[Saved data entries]
++++++

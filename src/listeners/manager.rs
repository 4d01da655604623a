//! Listener manager - single registration point for live subscriptions.

use std::collections::HashMap;
use std::sync::atomic::{AtomicBool, AtomicU64, Ordering};
use std::sync::{Arc, Weak};
use std::time::{Duration, Instant};

use dashmap::DashMap;
use parking_lot::Mutex;
use thiserror::Error;
use tracing::{debug, info, warn};

use super::scope::ListenerScope;
use super::throttle::{ThrottleMark, ThrottledCallback};

/// Tears down one underlying subscription.
pub type Unsubscribe = Box<dyn FnOnce() + Send>;

/// Box a closure as an [`Unsubscribe`].
pub fn unsubscribe_fn(f: impl FnOnce() + Send + 'static) -> Unsubscribe {
    Box::new(f)
}

/// Errors raised while registering a listener.
#[derive(Debug, Error)]
pub enum SubscriptionError {
    #[error("subscribe for listener '{id}' failed: {reason:#}")]
    Failed { id: String, reason: anyhow::Error },

    #[error("scope '{scope}' is disposed; listener '{id}' was not registered")]
    ScopeDisposed { scope: String, id: String },
}

struct Registration {
    token: u64,
    unsubscribe: Unsubscribe,
    registered_at: Instant,
}

pub(super) struct ManagerState {
    registrations: Mutex<HashMap<String, Registration>>,
    next_token: AtomicU64,
    /// Last invocation per throttled callback id, while a wrapper for it lives.
    pub(super) throttle_marks: Arc<DashMap<String, ThrottleMark>>,
}

/// Active listener statistics, used for leak detection.
#[derive(Debug, Clone, PartialEq, Eq)]
pub struct ListenerStats {
    pub active_count: usize,
    /// Sorted ids of active registrations.
    pub ids: Vec<String>,
}

/// Registry of live subscriptions.
///
/// Guarantees at most one live subscription per id, and cleanup handles that
/// are safe to call any number of times.
#[derive(Clone)]
pub struct ListenerManager {
    inner: Arc<ManagerState>,
}

impl ListenerManager {
    pub fn new() -> Self {
        Self {
            inner: Arc::new(ManagerState {
                registrations: Mutex::new(HashMap::new()),
                next_token: AtomicU64::new(0),
                throttle_marks: Arc::new(DashMap::new()),
            }),
        }
    }

    /// Register a subscription under `id`.
    ///
    /// An existing registration for `id` is torn down before `subscribe`
    /// runs. If `subscribe` fails nothing is stored and the error is returned.
    pub fn register<F>(&self, id: &str, subscribe: F) -> Result<CleanupHandle, SubscriptionError>
    where
        F: FnOnce() -> anyhow::Result<Unsubscribe>,
    {
        if let Some(previous) = self.take(id, None) {
            debug!("Replacing listener '{}'", id);
            (previous.unsubscribe)();
        }

        let unsubscribe = subscribe().map_err(|reason| SubscriptionError::Failed {
            id: id.to_string(),
            reason,
        })?;

        let token = self.inner.next_token.fetch_add(1, Ordering::Relaxed);
        let displaced = self.inner.registrations.lock().insert(
            id.to_string(),
            Registration {
                token,
                unsubscribe,
                registered_at: Instant::now(),
            },
        );

        if let Some(displaced) = displaced {
            warn!("Listener '{}' was registered concurrently, tearing down the older one", id);
            (displaced.unsubscribe)();
        }

        debug!("Registered listener '{}'", id);

        Ok(CleanupHandle {
            id: Arc::from(id),
            token,
            manager: Arc::downgrade(&self.inner),
            done: Arc::new(AtomicBool::new(false)),
        })
    }

    /// Tear down the registration for `id`, whoever registered it.
    #[allow(dead_code)]
    pub fn unregister(&self, id: &str) -> bool {
        match self.take(id, None) {
            Some(registration) => {
                (registration.unsubscribe)();
                debug!("Unregistered listener '{}'", id);
                true
            }
            None => false,
        }
    }

    /// Tear down every registration. Returns how many were active.
    pub fn cleanup_all(&self) -> usize {
        let drained: Vec<(String, Registration)> =
            self.inner.registrations.lock().drain().collect();
        let count = drained.len();

        for (id, registration) in drained {
            debug!("Cleaning up listener '{}' (active {:?})", id, registration.registered_at.elapsed());
            (registration.unsubscribe)();
        }
        for mut mark in self.inner.throttle_marks.iter_mut() {
            mark.reset();
        }

        if count > 0 {
            info!("Cleaned up {} active listener(s)", count);
        }
        count
    }

    /// Wrap `callback` so it runs at most once per `min_interval` for `id`.
    ///
    /// The first call in a quiet period runs immediately. Calls inside the
    /// window replace a single buffered argument, which is delivered once
    /// when the window reopens. Must be called from within a Tokio runtime.
    pub fn create_throttled_callback<T, F>(
        &self,
        id: &str,
        callback: F,
        min_interval: Duration,
    ) -> ThrottledCallback<T>
    where
        T: Send + 'static,
        F: Fn(T) + Send + Sync + 'static,
    {
        ThrottledCallback::new(
            id,
            Box::new(callback),
            min_interval,
            Arc::clone(&self.inner.throttle_marks),
        )
    }

    /// A disposable scope whose registrations are torn down together.
    pub fn scope(&self, name: &str) -> ListenerScope {
        ListenerScope::new(name, self.clone())
    }

    /// Ids with a live throttled callback.
    #[cfg(test)]
    pub(super) fn throttled_ids(&self) -> usize {
        self.inner.throttle_marks.len()
    }

    pub fn is_active(&self, id: &str) -> bool {
        self.inner.registrations.lock().contains_key(id)
    }

    pub fn stats(&self) -> ListenerStats {
        let registrations = self.inner.registrations.lock();
        let mut ids: Vec<String> = registrations.keys().cloned().collect();
        ids.sort();
        ListenerStats {
            active_count: ids.len(),
            ids,
        }
    }

    /// Remove the registration for `id`, only if it carries `token` when given.
    fn take(&self, id: &str, token: Option<u64>) -> Option<Registration> {
        take_registration(&self.inner, id, token)
    }
}

fn take_registration(state: &ManagerState, id: &str, token: Option<u64>) -> Option<Registration> {
    let mut registrations = state.registrations.lock();
    let matches = registrations
        .get(id)
        .is_some_and(|current| token.is_none_or(|token| token == current.token));
    if matches { registrations.remove(id) } else { None }
}

impl Drop for ManagerState {
    fn drop(&mut self) {
        for (id, registration) in self.registrations.get_mut().drain() {
            debug!("Tearing down listener '{}' with its manager", id);
            (registration.unsubscribe)();
        }
    }
}

impl Default for ListenerManager {
    fn default() -> Self {
        Self::new()
    }
}

impl std::fmt::Debug for ListenerManager {
    fn fmt(&self, f: &mut std::fmt::Formatter<'_>) -> std::fmt::Result {
        let stats = self.stats();
        f.debug_struct("ListenerManager")
            .field("active_count", &stats.active_count)
            .field("ids", &stats.ids)
            .finish()
    }
}

/// Idempotent teardown for one registration.
///
/// Clones share the same state; only the first `cleanup` across all clones
/// does anything. A handle whose registration was already replaced under the
/// same id leaves the newer registration alone.
#[derive(Clone)]
pub struct CleanupHandle {
    id: Arc<str>,
    token: u64,
    manager: Weak<ManagerState>,
    done: Arc<AtomicBool>,
}

impl CleanupHandle {
    /// Tear down the subscription. Returns `true` if this call unsubscribed.
    pub fn cleanup(&self) -> bool {
        if self.done.swap(true, Ordering::SeqCst) {
            return false;
        }
        let Some(state) = self.manager.upgrade() else {
            return false;
        };

        match take_registration(&state, &self.id, Some(self.token)) {
            Some(registration) => {
                (registration.unsubscribe)();
                debug!(
                    "Cleaned up listener '{}' after {:?}",
                    self.id,
                    registration.registered_at.elapsed()
                );
                true
            }
            None => false,
        }
    }

    pub fn id(&self) -> &str {
        &self.id
    }

    pub fn is_cleaned_up(&self) -> bool {
        self.done.load(Ordering::SeqCst)
    }

    /// Whether the registration this handle was issued for is still active.
    /// `false` once cleaned up, replaced under the same id, or removed.
    pub fn is_live(&self) -> bool {
        if self.is_cleaned_up() {
            return false;
        }
        self.manager.upgrade().is_some_and(|state| {
            state
                .registrations
                .lock()
                .get(&*self.id)
                .is_some_and(|current| current.token == self.token)
        })
    }
}

impl std::fmt::Debug for CleanupHandle {
    fn fmt(&self, f: &mut std::fmt::Formatter<'_>) -> std::fmt::Result {
        f.debug_struct("CleanupHandle")
            .field("id", &self.id)
            .field("cleaned_up", &self.is_cleaned_up())
            .finish()
    }
}

#[cfg(test)]
mod tests {
    use super::*;
    use std::sync::atomic::AtomicUsize;

    type EventLog = Arc<Mutex<Vec<String>>>;

    fn tracked(log: &EventLog, name: &'static str) -> impl FnOnce() -> anyhow::Result<Unsubscribe> + use<> {
        let log = Arc::clone(log);
        move || {
            log.lock().push(format!("subscribe {name}"));
            let log = Arc::clone(&log);
            Ok(unsubscribe_fn(move || log.lock().push(format!("unsubscribe {name}"))))
        }
    }

    #[test]
    fn test_reregister_tears_down_previous_first() {
        let manager = ListenerManager::new();
        let log: EventLog = Arc::default();

        manager.register("attendance-status", tracked(&log, "A")).unwrap();
        manager.register("attendance-status", tracked(&log, "B")).unwrap();

        assert_eq!(
            *log.lock(),
            vec!["subscribe A", "unsubscribe A", "subscribe B"]
        );
        assert_eq!(manager.stats().active_count, 1);
    }

    #[test]
    fn test_cleanup_is_idempotent() {
        let manager = ListenerManager::new();
        let calls = Arc::new(AtomicUsize::new(0));
        let counter = Arc::clone(&calls);

        let handle = manager
            .register("tasks-feed", move || {
                Ok(unsubscribe_fn(move || {
                    counter.fetch_add(1, Ordering::SeqCst);
                }))
            })
            .unwrap();

        assert!(handle.cleanup());
        assert!(!handle.cleanup());
        assert!(!handle.clone().cleanup());
        assert_eq!(calls.load(Ordering::SeqCst), 1);
        assert!(!manager.is_active("tasks-feed"));
    }

    #[test]
    fn test_stale_handle_leaves_newer_registration() {
        let manager = ListenerManager::new();
        let log: EventLog = Arc::default();

        let first = manager.register("team-feed", tracked(&log, "A")).unwrap();
        let _second = manager.register("team-feed", tracked(&log, "B")).unwrap();

        assert!(!first.is_live());
        assert!(!first.cleanup());
        assert!(manager.is_active("team-feed"));
        assert_eq!(log.lock().iter().filter(|e| *e == "unsubscribe B").count(), 0);
    }

    #[test]
    fn test_failed_subscribe_leaves_no_registration() {
        let manager = ListenerManager::new();

        let err = manager
            .register("clients-feed", || Err(anyhow::anyhow!("permission denied")))
            .unwrap_err();

        assert!(matches!(err, SubscriptionError::Failed { ref id, .. } if id == "clients-feed"));
        assert!(err.to_string().contains("permission denied"));
        assert_eq!(manager.stats().active_count, 0);
    }

    #[test]
    fn test_stats_and_cleanup_all() {
        let manager = ListenerManager::new();
        let log: EventLog = Arc::default();

        manager.register("tasks-feed", tracked(&log, "T")).unwrap();
        manager.register("attendance-status", tracked(&log, "A")).unwrap();

        let stats = manager.stats();
        assert_eq!(stats.active_count, 2);
        assert_eq!(stats.ids, vec!["attendance-status", "tasks-feed"]);

        assert_eq!(manager.cleanup_all(), 2);
        assert_eq!(manager.stats().active_count, 0);
        assert_eq!(log.lock().iter().filter(|e| e.starts_with("unsubscribe")).count(), 2);
    }

    #[test]
    fn test_handle_outliving_manager_is_harmless() {
        let manager = ListenerManager::new();
        let handle = manager
            .register("orphan", || Ok(unsubscribe_fn(|| {})))
            .unwrap();
        drop(manager);

        // The manager tore the subscription down when it was dropped.
        assert!(!handle.cleanup());
        assert!(handle.is_cleaned_up());
    }
}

++++++

WHAT IS BEING ASKED – Filter the entries down to the lines with the word "Duration" in them, and copy those lines.

RESULT FOR THIS EXERCISE –
use std::time::{Duration, Instant};
        min_interval: Duration,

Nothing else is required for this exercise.